The Comprehensive Epilepsy Surgery Program was established in 1992 and is led by pediatric neurologist Dr. Mary Connolly. There is a large multidisciplinary team, including multiple neurologists, neuropsychologists, psychologists, radiologists, nurses, electrophysiologists and electrophysiology technologists, in addition to neurosurgeons. The neurosurgeons on the epilepsy surgical team comprise Dr. Steinbok and Dr. Singhal. From 1992 onwards, we have operated on over 250 children with intractable epilepsy, with the youngest patient being only 3 months old. The majority of patients have been from British Columbia, but we have also treated children from Alberta, Manitoba, Saskatchewan, Prince Edward Island and Nunavut.
Each individual patient is assessed by a team, which includes neurologists, neurosurgeons, radiologists, nurses, EEG technologists, radiology and nuclear medicine technologists and a neuropsychologist. Potential candidates for epilepsy surgery come to Children’s for video-EEG monitoring over a period of days to capture and record typical seizures. This allows the neurologist to assess where the seizures begin within the brain. MR imaging provides a detailed look at the patient’s brain structure to help identify the epileptic focus. Selected patients undergo SPECT and PET scanning which enable one to look at brain function if the MRI fails to show a structural lesion, and some patients have had magnetoencephalography (MEG).
A neuropsychologist with experience in epilepsy performs a detailed assessment of functions such as language, memory, attention and other tasks. A family-centered care approach helps the parents understand what the procedure looks like and its associated risks.
The procedures have included temporal lobectomies, extratemporal cortical resections, hemispherectomies or hemispherotomies, subpial transections, corpus callosotomies and implantation of vagal nerve stimulators. In approximately 15% of the children with epilepsy surgery we have made use of monitoring directly from the surface of the brain, using subdural grids and strips of electrodes.
Our results are as good as or better than what has been reported from other major centers around the world. The most common epilepsy surgery procedure in approximately 100 children has been extratemporal cortical resections, with 64% of patients being completely seizure free. The subset of patients with frontal lobe epilepsy have done better as a group, with 70% being seizure free. The second most common procedure has been temporal lobectomy, and of these children, 84% are seizure free, 10% are significantly improved and fewer than 10% have not been improved.
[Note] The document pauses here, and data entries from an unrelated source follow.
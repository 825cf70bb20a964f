use thiserror::Error;

#[derive(Error, Debug, Clone, PartialEq)]
pub enum CacheError {
    #[error("Cache unavailable: {0}")]
    Unavailable(String),

    #[error("Corrupt cache entry for {namespace}: {message}")]
    Corrupt { namespace: String, message: String },

    #[error("Serialization error: {0}")]
    Serialization(String),
}

impl From<serde_json::Error> for CacheError {
    fn from(err: serde_json::Error) -> Self {
        CacheError::Serialization(err.to_string())
    }
}

pub type Result<T> = std::result::Result<T, CacheError>;
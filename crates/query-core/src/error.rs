use thiserror::Error;

#[derive(Error, Debug, Clone, PartialEq)]
pub enum QueryError {
    #[error("Invalid interval: start {start} is after end {end}")]
    InvalidInterval { start: i64, end: i64 },

    #[error("Invalid query: {0}")]
    InvalidQuery(String),

    #[error("Unsupported query type: {0}")]
    UnsupportedQueryType(String),

    #[error("Type mismatch in column '{column}': expected {expected}, found {found}")]
    TypeMismatch {
        column: String,
        expected: String,
        found: String,
    },

    #[error("Column not found: {0}")]
    ColumnNotFound(String),

    #[error("Serialization error: {0}")]
    SerializationError(String),
}

impl From<serde_json::Error> for QueryError {
    fn from(err: serde_json::Error) -> Self {
        QueryError::SerializationError(err.to_string())
    }
}

pub type Result<T> = std::result::Result<T, QueryError>;
//! Versioned interval timeline
//!
//! Holds every known (interval, version) entry for one datasource and answers
//! which entries are visible for a time range. Where entries overlap, the
//! highest version wins; a lower version stays visible wherever nothing newer
//! covers it.

use query_core::Interval;
use std::collections::BTreeMap;

/// One partition of a timeline entry
#[derive(Debug, Clone, PartialEq, Eq)]
pub struct PartitionChunk<T> {
    pub partition_num: u32,
    /// Number of partitions that make the entry complete; 0 means any
    /// non-empty set of partitions is complete
    pub num_core_partitions: u32,
    pub object: T,
}

impl<T> PartitionChunk<T> {
    pub fn new(partition_num: u32, num_core_partitions: u32, object: T) -> Self {
        Self {
            partition_num,
            num_core_partitions,
            object,
        }
    }

    /// A chunk whose entry is complete as soon as it has any partition
    pub fn single(partition_num: u32, object: T) -> Self {
        Self::new(partition_num, 0, object)
    }
}

/// A visible slice of the timeline
#[derive(Debug, Clone, PartialEq, Eq)]
pub struct TimelineObjectHolder<T> {
    /// The visible part of the entry
    pub interval: Interval,
    /// The entry's full interval
    pub true_interval: Interval,
    pub version: String,
    pub chunks: Vec<PartitionChunk<T>>,
}

type EntryKey = (Interval, String);

#[derive(Debug, Clone)]
struct TimelineEntry<T> {
    interval: Interval,
    version: String,
    chunks: BTreeMap<u32, PartitionChunk<T>>,
}

impl<T> TimelineEntry<T> {
    fn is_complete(&self) -> bool {
        let core = self
            .chunks
            .values()
            .map(|c| c.num_core_partitions)
            .max()
            .unwrap_or(0);

        if core == 0 {
            return !self.chunks.is_empty();
        }
        (0..core).all(|p| self.chunks.contains_key(&p))
    }

    fn key(&self) -> EntryKey {
        (self.interval, self.version.clone())
    }
}

/// Timeline of versioned, partitioned entries for a single datasource
#[derive(Debug, Clone)]
pub struct VersionedIntervalTimeline<T> {
    entries: BTreeMap<EntryKey, TimelineEntry<T>>,
}

impl<T> Default for VersionedIntervalTimeline<T> {
    fn default() -> Self {
        Self::new()
    }
}

impl<T> VersionedIntervalTimeline<T> {
    /// Create a new empty timeline
    pub fn new() -> Self {
        Self {
            entries: BTreeMap::new(),
        }
    }

    /// Add a partition chunk, replacing any chunk with the same number
    pub fn add(&mut self, interval: Interval, version: impl Into<String>, chunk: PartitionChunk<T>) {
        let version = version.into();
        let entry = self
            .entries
            .entry((interval, version.clone()))
            .or_insert_with(|| TimelineEntry {
                interval,
                version,
                chunks: BTreeMap::new(),
            });
        entry.chunks.insert(chunk.partition_num, chunk);
    }

    /// Remove a partition chunk, dropping the entry once it is empty
    pub fn remove(
        &mut self,
        interval: Interval,
        version: &str,
        partition_num: u32,
    ) -> Option<PartitionChunk<T>> {
        let key = (interval, version.to_string());
        let entry = self.entries.get_mut(&key)?;
        let removed = entry.chunks.remove(&partition_num);
        if entry.chunks.is_empty() {
            self.entries.remove(&key);
        }
        removed
    }

    pub fn is_empty(&self) -> bool {
        self.entries.is_empty()
    }

    /// Number of partition chunks across all entries
    pub fn num_chunks(&self) -> usize {
        self.entries.values().map(|e| e.chunks.len()).sum()
    }

    /// Check whether every instant of `interval` is covered by a complete
    /// entry with a version higher than `version`
    pub fn is_overshadowed(&self, interval: &Interval, version: &str) -> bool {
        if interval.is_empty() {
            return false;
        }
        let newer: Vec<&TimelineEntry<T>> = self
            .entries
            .values()
            .filter(|e| e.version.as_str() > version && e.is_complete() && e.interval.overlaps(interval))
            .collect();

        slice_boundaries(interval, newer.iter().map(|e| &e.interval))
            .windows(2)
            .all(|w| {
                let slice = Interval { start: w[0], end: w[1] };
                newer.iter().any(|e| e.interval.encloses(&slice))
            })
    }

    fn winner(&self, candidates: &[&TimelineEntry<T>], slice: &Interval) -> Option<EntryKey> {
        candidates
            .iter()
            .filter(|e| e.interval.encloses(slice))
            .max_by(|a, b| a.version.cmp(&b.version).then(a.interval.cmp(&b.interval)))
            .map(|e| e.key())
    }
}

impl<T: Clone> VersionedIntervalTimeline<T> {
    /// Visible entries for `interval`, in time order
    ///
    /// The range is cut at every entry boundary; each slice shows the highest
    /// complete version covering it, and adjacent slices won by the same entry
    /// are joined back together. Parts of `interval` nothing covers are absent.
    pub fn lookup(&self, interval: &Interval) -> Vec<TimelineObjectHolder<T>> {
        if interval.is_empty() {
            return Vec::new();
        }

        let candidates: Vec<&TimelineEntry<T>> = self
            .entries
            .values()
            .filter(|e| e.is_complete() && e.interval.overlaps(interval))
            .collect();

        let mut visible: Vec<(Interval, EntryKey)> = Vec::new();
        for w in slice_boundaries(interval, candidates.iter().map(|e| &e.interval)).windows(2) {
            let slice = Interval { start: w[0], end: w[1] };
            let Some(key) = self.winner(&candidates, &slice) else {
                continue;
            };
            match visible.last_mut() {
                Some((last, last_key)) if *last_key == key && last.end == slice.start => {
                    last.end = slice.end;
                }
                _ => visible.push((slice, key)),
            }
        }

        visible
            .into_iter()
            .filter_map(|(slice, key)| {
                let entry = self.entries.get(&key)?;
                Some(TimelineObjectHolder {
                    interval: slice,
                    true_interval: entry.interval,
                    version: entry.version.clone(),
                    chunks: entry.chunks.values().cloned().collect(),
                })
            })
            .collect()
    }
}

/// Sorted, distinct cut points of `interval` by the given entry intervals
fn slice_boundaries<'a>(interval: &Interval, entries: impl Iterator<Item = &'a Interval>) -> Vec<i64> {
    let mut points = vec![interval.start, interval.end];
    for e in entries {
        for p in [e.start, e.end] {
            if p > interval.start && p < interval.end {
                points.push(p);
            }
        }
    }
    points.sort_unstable();
    points.dedup();
    points
}

/// Parts of `interval` not covered by any of the sorted, disjoint `covered`
pub fn uncovered_intervals(interval: &Interval, covered: &[Interval]) -> Vec<Interval> {
    let mut gaps = Vec::new();
    let mut cursor = interval.start;
    for c in covered {
        if c.end <= cursor || c.start >= interval.end {
            continue;
        }
        if c.start > cursor {
            gaps.push(Interval {
                start: cursor,
                end: c.start,
            });
        }
        cursor = cursor.max(c.end);
    }
    if cursor < interval.end {
        gaps.push(Interval {
            start: cursor,
            end: interval.end,
        });
    }
    gaps
}
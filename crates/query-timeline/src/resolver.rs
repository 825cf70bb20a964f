//! Resolution of a query's intervals into the segments to read

use crate::timeline::{uncovered_intervals, TimelineObjectHolder};
use query_core::{Interval, QuerySegment, SegmentId};
use tracing::debug;

/// Read access to per-datasource timelines
pub trait TimelineView: Send + Sync {
    /// Visible entries of `datasource` over `interval`, or `None` if the
    /// datasource is unknown
    fn lookup(&self, datasource: &str, interval: &Interval)
        -> Option<Vec<TimelineObjectHolder<SegmentId>>>;
}

/// Segments covering a query plus the parts of it nothing covers
#[derive(Debug, Clone, Default, PartialEq)]
pub struct ResolvedSegments {
    pub segments: Vec<QuerySegment>,
    pub uncovered: Vec<Interval>,
}

/// Resolve `intervals` of `datasource` into an ordered list of query segments
///
/// The intervals are condensed first, so overlapping query intervals never
/// produce the same slice twice. An unknown datasource resolves to nothing,
/// with every interval reported as uncovered.
pub fn resolve<V>(view: &V, datasource: &str, intervals: &[Interval]) -> ResolvedSegments
where
    V: TimelineView + ?Sized,
{
    let mut resolved = ResolvedSegments::default();

    for interval in Interval::condense(intervals) {
        let Some(holders) = view.lookup(datasource, &interval) else {
            resolved.uncovered.push(interval);
            continue;
        };

        let covered: Vec<Interval> = holders.iter().map(|h| h.interval).collect();
        resolved
            .uncovered
            .extend(uncovered_intervals(&interval, &covered));

        for holder in holders {
            for chunk in holder.chunks {
                resolved
                    .segments
                    .push(QuerySegment::new(chunk.object, holder.interval));
            }
        }
    }

    debug!(
        "Resolved {} segments for {} ({} uncovered intervals)",
        resolved.segments.len(),
        datasource,
        resolved.uncovered.len()
    );
    resolved
}
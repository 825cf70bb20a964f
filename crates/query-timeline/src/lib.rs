//! Segment timeline for the query broker
//!
//! - [`timeline`]: versioned interval timeline with overshadowing
//! - [`resolver`]: turns query intervals into the segment slices to read

pub mod resolver;
pub mod timeline;

pub use resolver::{resolve, ResolvedSegments, TimelineView};
pub use timeline::{
    uncovered_intervals, PartitionChunk, TimelineObjectHolder, VersionedIntervalTimeline,
};
//! Broker configuration

use crate::error::{BrokerError, Result};
use crate::selector::SelectionStrategy;
use query_cache::CacheConfig;
use query_core::QueryContext;
use serde::{Deserialize, Serialize};
use std::path::Path;
use std::time::Duration;

/// Configuration for merging results on the merge pool
#[derive(Debug, Clone, PartialEq, Serialize, Deserialize)]
#[serde(default)]
pub struct ParallelMergeConfig {
    /// Whether queries merge in parallel by default
    pub enabled: bool,
    /// Merge tasks one query may use
    pub parallelism: usize,
    /// Merge tasks all queries together may use
    pub pool_size: usize,
    /// Row batches a merge task may queue before it waits
    pub max_queued_batches: usize,
    /// Rows per batch handed between merge tasks
    pub batch_size: usize,
}

impl Default for ParallelMergeConfig {
    fn default() -> Self {
        let cores = std::thread::available_parallelism()
            .map(|n| n.get())
            .unwrap_or(4);
        Self {
            enabled: true,
            parallelism: cores,
            pool_size: cores,
            max_queued_batches: 16,
            batch_size: 4096,
        }
    }
}

impl ParallelMergeConfig {
    /// Create a configuration that always merges sequentially
    pub fn disabled() -> Self {
        Self {
            enabled: false,
            ..Default::default()
        }
    }

    pub fn with_parallelism(mut self, parallelism: usize) -> Self {
        self.parallelism = parallelism;
        self
    }

    pub fn with_pool_size(mut self, pool_size: usize) -> Self {
        self.pool_size = pool_size;
        self
    }

    pub fn with_batch_size(mut self, batch_size: usize) -> Self {
        self.batch_size = batch_size;
        self
    }

    pub fn with_max_queued_batches(mut self, max_queued_batches: usize) -> Self {
        self.max_queued_batches = max_queued_batches;
        self
    }
}

/// Configuration for the broker
#[derive(Debug, Clone, PartialEq, Serialize, Deserialize)]
#[serde(default)]
pub struct BrokerConfig {
    /// Per-segment cache usage
    pub cache: CacheConfig,
    /// Parallel merge settings
    pub merge: ParallelMergeConfig,
    /// Server selection strategy
    pub selection: SelectionStrategy,
    /// Query timeout in milliseconds
    pub query_timeout_ms: u64,
    /// Drop failed servers' segments instead of failing the query
    pub allow_partial_results: bool,
    /// Bytes one query may gather from data servers; 0 means unlimited
    pub max_scatter_gather_bytes: u64,
    /// Uncovered intervals reported per query; 0 disables reporting
    pub uncovered_intervals_limit: usize,
    /// Longest serialized response context header
    pub max_response_context_chars: usize,
}

impl Default for BrokerConfig {
    fn default() -> Self {
        Self {
            cache: CacheConfig::default(),
            merge: ParallelMergeConfig::default(),
            selection: SelectionStrategy::default(),
            query_timeout_ms: 300_000, // 5 minutes
            allow_partial_results: false,
            max_scatter_gather_bytes: 0,
            uncovered_intervals_limit: 0,
            max_response_context_chars: 7 * 1024,
        }
    }
}

impl BrokerConfig {
    /// Parse a JSON configuration; missing fields take their defaults
    pub fn from_json_str(json: &str) -> Result<Self> {
        let config: Self =
            serde_json::from_str(json).map_err(|e| BrokerError::Config(e.to_string()))?;
        config.validate()?;
        Ok(config)
    }

    /// Load a JSON configuration file
    pub fn from_file(path: impl AsRef<Path>) -> Result<Self> {
        let path = path.as_ref();
        let json = std::fs::read_to_string(path)
            .map_err(|e| BrokerError::Config(format!("{}: {}", path.display(), e)))?;
        Self::from_json_str(&json)
    }

    /// Check that the values are usable
    pub fn validate(&self) -> Result<()> {
        if self.query_timeout_ms == 0 {
            return Err(BrokerError::Config("query_timeout_ms must be positive".to_string()));
        }
        if self.merge.batch_size == 0 || self.merge.max_queued_batches == 0 {
            return Err(BrokerError::Config(
                "merge batch_size and max_queued_batches must be positive".to_string(),
            ));
        }
        Ok(())
    }

    pub fn with_cache(mut self, cache: CacheConfig) -> Self {
        self.cache = cache;
        self
    }

    pub fn with_merge(mut self, merge: ParallelMergeConfig) -> Self {
        self.merge = merge;
        self
    }

    pub fn with_selection(mut self, selection: SelectionStrategy) -> Self {
        self.selection = selection;
        self
    }

    pub fn with_query_timeout_ms(mut self, timeout_ms: u64) -> Self {
        self.query_timeout_ms = timeout_ms;
        self
    }

    pub fn with_allow_partial_results(mut self, allow: bool) -> Self {
        self.allow_partial_results = allow;
        self
    }

    pub fn with_uncovered_intervals_limit(mut self, limit: usize) -> Self {
        self.uncovered_intervals_limit = limit;
        self
    }

    pub fn with_max_scatter_gather_bytes(mut self, max_bytes: u64) -> Self {
        self.max_scatter_gather_bytes = max_bytes;
        self
    }

    /// Effective settings for one query after its context overrides
    pub fn settings_for(&self, context: &QueryContext) -> QuerySettings {
        let parallel = context.parallel_merge.unwrap_or(self.merge.enabled);
        let parallelism = if parallel {
            context.parallelism.unwrap_or(self.merge.parallelism)
        } else {
            0
        };

        // A query may tighten the byte budget but never lift it
        let max_scatter_gather_bytes = match context.max_scatter_gather_bytes {
            Some(limit) if self.max_scatter_gather_bytes == 0 => limit,
            Some(limit) => limit.min(self.max_scatter_gather_bytes),
            None => self.max_scatter_gather_bytes,
        };

        QuerySettings {
            use_cache: context.use_cache.unwrap_or(self.cache.use_cache),
            populate_cache: context.populate_cache.unwrap_or(self.cache.populate_cache),
            timeout: Duration::from_millis(context.timeout.unwrap_or(self.query_timeout_ms)),
            parallelism,
            allow_partial_results: context
                .allow_partial_results
                .unwrap_or(self.allow_partial_results),
            uncovered_intervals_limit: context
                .uncovered_intervals_limit
                .unwrap_or(self.uncovered_intervals_limit),
            batch_size: self.merge.batch_size,
            max_queued_batches: self.merge.max_queued_batches,
            max_scatter_gather_bytes,
        }
    }
}

/// Settings in effect for one query
#[derive(Debug, Clone, PartialEq)]
pub struct QuerySettings {
    pub use_cache: bool,
    pub populate_cache: bool,
    pub timeout: Duration,
    /// Merge tasks to use; 0 merges sequentially
    pub parallelism: usize,
    pub allow_partial_results: bool,
    pub uncovered_intervals_limit: usize,
    pub batch_size: usize,
    pub max_queued_batches: usize,
    /// 0 means unlimited
    pub max_scatter_gather_bytes: u64,
}
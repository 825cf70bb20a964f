//! In-process data server
//!
//! [`LocalDataServer`] holds raw rows per segment and answers sub-queries the
//! way a historical node would: it filters each requested slice, buckets and
//! aggregates rows for aggregating queries, and returns one sorted
//! [`SegmentResult`] per segment it holds. Segments it does not hold are left
//! out of the response.

use crate::error::Result;
use crate::server::{SegmentQueryRunner, SegmentResult, SegmentResultStream, SubQuery};
use async_trait::async_trait;
use futures::stream::{self, StreamExt};
use parking_lot::RwLock;
use query_core::{
    Aggregator, AggregatorKind, Granularity, Interval, Query, QueryKind, QueryToolChest, ResultRow,
    SegmentDescriptor, SegmentId, ToolChestRegistry, Value,
};
use std::cmp::Ordering;

/// Segment data served from memory
#[derive(Default)]
pub struct LocalDataServer {
    segments: RwLock<Vec<(SegmentId, Vec<ResultRow>)>>,
    toolchests: ToolChestRegistry,
}

impl LocalDataServer {
    pub fn new() -> Self {
        Self::default()
    }

    /// Load a segment's raw rows, replacing any earlier load of it
    pub fn add_segment(&self, id: SegmentId, rows: Vec<ResultRow>) {
        let mut segments = self.segments.write();
        segments.retain(|(existing, _)| *existing != id);
        segments.push((id, rows));
    }

    pub fn remove_segment(&self, id: &SegmentId) -> bool {
        let mut segments = self.segments.write();
        let before = segments.len();
        segments.retain(|(existing, _)| existing != id);
        segments.len() != before
    }

    pub fn segments(&self) -> Vec<SegmentId> {
        self.segments.read().iter().map(|(id, _)| id.clone()).collect()
    }

    /// Rows of the segment a descriptor points into
    fn rows_for(&self, descriptor: &SegmentDescriptor) -> Option<Vec<ResultRow>> {
        self.segments
            .read()
            .iter()
            .find(|(id, _)| {
                id.datasource == descriptor.datasource
                    && id.version == descriptor.version
                    && id.partition == descriptor.partition
                    && id.interval.encloses(&descriptor.interval)
            })
            .map(|(_, rows)| rows.clone())
    }

    fn evaluate(
        &self,
        query: &Query,
        toolchest: &dyn QueryToolChest,
        slice: &Interval,
        rows: Vec<ResultRow>,
    ) -> Result<Vec<ResultRow>> {
        let matching = rows.into_iter().filter(|row| {
            slice.contains(row.timestamp) && query.filter.as_ref().map_or(true, |f| f.matches(row))
        });

        let partials: Vec<ResultRow> = match &query.kind {
            QueryKind::Timeseries {
                granularity,
                aggregators,
                ..
            } => matching
                .map(|row| initial_row(&row, *granularity, slice, &[], aggregators))
                .collect(),
            QueryKind::GroupBy {
                granularity,
                dimensions,
                aggregators,
                ..
            } => matching
                .map(|row| initial_row(&row, *granularity, slice, dimensions, aggregators))
                .collect(),
            QueryKind::Scan { .. } => {
                let mut scanned: Vec<ResultRow> = matching.collect();
                scanned.sort_by(|a, b| toolchest.compare(query, a, b));
                return Ok(scanned);
            }
        };

        let mut partials = partials;
        partials.sort_by(|a, b| toolchest.compare(query, a, b));

        let mut combined: Vec<ResultRow> = Vec::with_capacity(partials.len());
        for row in partials {
            match combined.pop() {
                Some(last) if toolchest.compare(query, &last, &row) == Ordering::Equal => {
                    combined.push(toolchest.combine(query, last, row)?);
                }
                Some(last) => {
                    combined.push(last);
                    combined.push(row);
                }
                None => combined.push(row),
            }
        }
        Ok(combined)
    }
}

/// One raw row turned into a single-row partial aggregate
fn initial_row(
    row: &ResultRow,
    granularity: Granularity,
    slice: &Interval,
    dimensions: &[String],
    aggregators: &[Aggregator],
) -> ResultRow {
    let mut partial = ResultRow::new(granularity.bucket_start(row.timestamp, slice));
    for dim in dimensions {
        partial.set(dim.clone(), row.value(dim).clone());
    }
    for aggregator in aggregators {
        partial.set(aggregator.name.clone(), initial_value(aggregator, row));
    }
    partial
}

fn initial_value(aggregator: &Aggregator, row: &ResultRow) -> Value {
    let input = aggregator
        .field
        .as_deref()
        .map(|field| row.value(field))
        .unwrap_or(&Value::Null);
    match aggregator.kind {
        AggregatorKind::Count => Value::Long(1),
        AggregatorKind::DoubleSum => input.as_double().map_or(Value::Null, Value::Double),
        AggregatorKind::LongSum | AggregatorKind::LongMin | AggregatorKind::LongMax => {
            input.as_long().map_or(Value::Null, Value::Long)
        }
    }
}

#[async_trait]
impl SegmentQueryRunner for LocalDataServer {
    async fn run(&self, sub_query: SubQuery) -> Result<SegmentResultStream> {
        let query = sub_query.query.as_ref();
        let toolchest = self.toolchests.for_query(query)?;

        let mut results = Vec::with_capacity(sub_query.segments.len());
        for descriptor in sub_query.segments {
            let Some(rows) = self.rows_for(&descriptor) else {
                tracing::debug!("Segment {} is not loaded here", descriptor);
                continue;
            };
            let rows = self.evaluate(query, toolchest.as_ref(), &descriptor.interval, rows)?;
            results.push(Ok(SegmentResult { descriptor, rows }));
        }
        Ok(stream::iter(results).boxed())
    }
}
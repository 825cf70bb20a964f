//! Shared setup for the broker demos

use query_broker::{BrokerServerView, LocalDataServer, QueryableServer, ServerMetadata};
use query_core::{Interval, ResultRow, SegmentId};
use std::sync::Arc;
use tracing_subscriber::{layer::SubscriberExt, util::SubscriberInitExt};

pub const HOUR: i64 = 3_600_000;

/// Install a `tracing` subscriber honouring `RUST_LOG`
pub fn init_logging() {
    tracing_subscriber::registry()
        .with(
            tracing_subscriber::EnvFilter::try_from_default_env()
                .unwrap_or_else(|_| "query_broker=info,query_cache=info".into()),
        )
        .with(tracing_subscriber::fmt::layer())
        .init();
}

/// One hour-long segment of the `wiki` datasource
pub fn hour_segment(hour: i64, version: &str) -> SegmentId {
    SegmentId::new("wiki", Interval::new(hour * HOUR, (hour + 1) * HOUR), version, 0)
}

/// Synthetic page edits for one hour
pub fn wiki_edits(hour: i64) -> Vec<ResultRow> {
    let pages = ["home", "about", "news", "help"];
    (0..24)
        .map(|i| {
            let page = pages[(i as usize + hour as usize) % pages.len()];
            ResultRow::new(hour * HOUR + i * 150_000)
                .with("page", page)
                .with("user", format!("user-{}", i % 5))
                .with("added", (i * 7 + hour) % 50)
        })
        .collect()
}

/// Register an in-process data server holding the given hours
pub fn add_data_server(
    view: &BrokerServerView,
    name: &str,
    priority: i32,
    hours: &[i64],
) -> anyhow::Result<Arc<QueryableServer>> {
    let local = LocalDataServer::new();
    for hour in hours {
        local.add_segment(hour_segment(*hour, "v1"), wiki_edits(*hour));
    }

    let server = Arc::new(QueryableServer::new(
        ServerMetadata::new(name, format!("{}:8083", name), "_default_tier", priority),
        Arc::new(local),
    ));
    view.add_server(Arc::clone(&server))?;
    for hour in hours {
        view.add_segment(name, hour_segment(*hour, "v1"))?;
    }
    Ok(server)
}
We have done over 30 hemispheric operations and almost 90% are seizure free, most off antiepileptic medications. The neurosurgical team has moved away from hemispherectomy and hemidecortication procedures that were being done in the earlier years of the program to the more sophisticated and less invasive peri-insular hemispherotomy procedure. In our hands this procedure has proven to be as successful as a hemispherectomy with fewer complications, shorter hospital stays, and less need for blood transfusion or postoperative cerebrospinal fluid shunting.
Our program has inserted vagal nerve stimulators in over 50 children. Our results are similar to those reported from large centers in the United States and studies in adults, with 58% of the patients having a reduction of seizures of more than 50%. In recent years we have moved away from vagal nerve stimulators to corpus callosotomy, since the latter procedure has provided better seizure control with few complications.
The complications after all types of epilepsy surgery in our hands have been minimal. There have been no deaths. If one excludes the expected loss of function from removing a part of the brain (for example loss of peripheral vision on one side from doing a hemispheric operation) we have had only two patients who lost some neurologic function. Blood transfusions for cortical resections have been unusual. Even for hemispheric operations our transfusion rate is below 30% with the peri-insular hemispherotomy technique. There has been only one significant infection, and that was among the children who have had subdural grids inserted for monitoring.